Based on the 2017 American Academy of Pediatrics guidelines, the prevalence of high BP in children has increased.

HealthDay News — The prevalence and severity of high blood pressure (BP) in children have increased based on the 2017 American Academy of Pediatrics clinical practice guidelines, according to a study published online April 23 in JAMA Pediatrics.

Atul K. Sharma, M.D., from the University of Manitoba in Winnipeg, Canada, and colleagues examined the consequences of the American Academy of Pediatrics clinical practice guidelines for the management of elevated BP in children. Guidelines from 2004 and 2017 were applied to classify BP in 15,647 generally healthy, low-risk children aged 5 to 18 years. Children whose BP was reclassified upward (cases) were matched by sex, age, and height with controls with normal BP.
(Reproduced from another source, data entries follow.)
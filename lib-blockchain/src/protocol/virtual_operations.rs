//! Virtual operations.
//!
//! Emitted by the chain itself to report side effects (payouts, fills,
//! hardforks). `Operation` has no virtual variants, so a transaction cannot
//! carry one.

use serde::{Deserialize, Serialize};

use super::asset::Asset;
use super::operations::Operation;
use super::types::AccountName;

#[derive(Debug, Clone, PartialEq, Eq, Serialize, Deserialize)]
pub enum VirtualOperation {
    AuthorReward {
        author: AccountName,
        permlink: String,
        liquid_payout: Asset,
        vesting_payout: Asset,
    },
    CurationReward {
        curator: AccountName,
        reward: Asset,
        comment_author: AccountName,
        comment_permlink: String,
    },
    CommentReward {
        author: AccountName,
        permlink: String,
        payout: Asset,
    },
    FillVestingWithdraw {
        from_account: AccountName,
        to_account: AccountName,
        withdrawn: Asset,
        deposited: Asset,
    },
    ShutdownWitness {
        owner: AccountName,
    },
    FillTransferFromSavings {
        from: AccountName,
        to: AccountName,
        amount: Asset,
        request_id: u32,
        memo: String,
    },
    Hardfork {
        hardfork_id: u32,
    },
    CommentPayoutUpdate {
        author: AccountName,
        permlink: String,
    },
    ReturnVestingDelegation {
        account: AccountName,
        vesting_shares: Asset,
    },
    CommentBenefactorReward {
        benefactor: AccountName,
        author: AccountName,
        permlink: String,
        liquid_payout: Asset,
        vesting_payout: Asset,
    },
    ProducerReward {
        producer: AccountName,
        vesting_shares: Asset,
    },
    ClearNullAccountBalance {
        total_cleared: Vec<Asset>,
    },
    ProposalPay {
        receiver: AccountName,
        payment: Asset,
    },
    SpsFund {
        additional_funds: Asset,
    },
}

impl VirtualOperation {
    pub fn name(&self) -> &'static str {
        match self {
            VirtualOperation::AuthorReward { .. } => "author_reward",
            VirtualOperation::CurationReward { .. } => "curation_reward",
            VirtualOperation::CommentReward { .. } => "comment_reward",
            VirtualOperation::FillVestingWithdraw { .. } => "fill_vesting_withdraw",
            VirtualOperation::ShutdownWitness { .. } => "shutdown_witness",
            VirtualOperation::FillTransferFromSavings { .. } => "fill_transfer_from_savings",
            VirtualOperation::Hardfork { .. } => "hardfork",
            VirtualOperation::CommentPayoutUpdate { .. } => "comment_payout_update",
            VirtualOperation::ReturnVestingDelegation { .. } => "return_vesting_delegation",
            VirtualOperation::CommentBenefactorReward { .. } => "comment_benefactor_reward",
            VirtualOperation::ProducerReward { .. } => "producer_reward",
            VirtualOperation::ClearNullAccountBalance { .. } => "clear_null_account_balance",
            VirtualOperation::ProposalPay { .. } => "proposal_pay",
            VirtualOperation::SpsFund { .. } => "sps_fund",
        }
    }
}

/// Either kind of operation, as delivered to chain event listeners.
#[derive(Debug, Clone, PartialEq, Eq, Serialize, Deserialize)]
pub enum AppliedOperation {
    User(Operation),
    Virtual(VirtualOperation),
}

impl AppliedOperation {
    pub fn name(&self) -> &'static str {
        match self {
            AppliedOperation::User(op) => op.name(),
            AppliedOperation::Virtual(vop) => vop.name(),
        }
    }

    pub fn is_virtual(&self) -> bool {
        matches!(self, AppliedOperation::Virtual(_))
    }
}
The researchers found that the estimated (weighted) population prevalence of elevated BP increased from 11.8 to 14.2 percent. Overall, 5.8 percent of children had newly diagnosed hypertension or a worsening in clinical stage, representing a substantial increase in disease burden for the health care system. The likelihood of being overweight or obese, with higher z scores for weight, waist circumference, and body mass index, was increased for children whose BP was reclassified upward. There was also an increase in the prevalence of abnormal laboratory test results, with adverse lipid profiles and increased hemoglobin A1c levels.

"Clustering of cardiovascular risk factors in otherwise healthy U.S. children suggests that those whose BP was reclassified represent a high-risk population whose cardiovascular risk may previously have been underestimated," the authors write.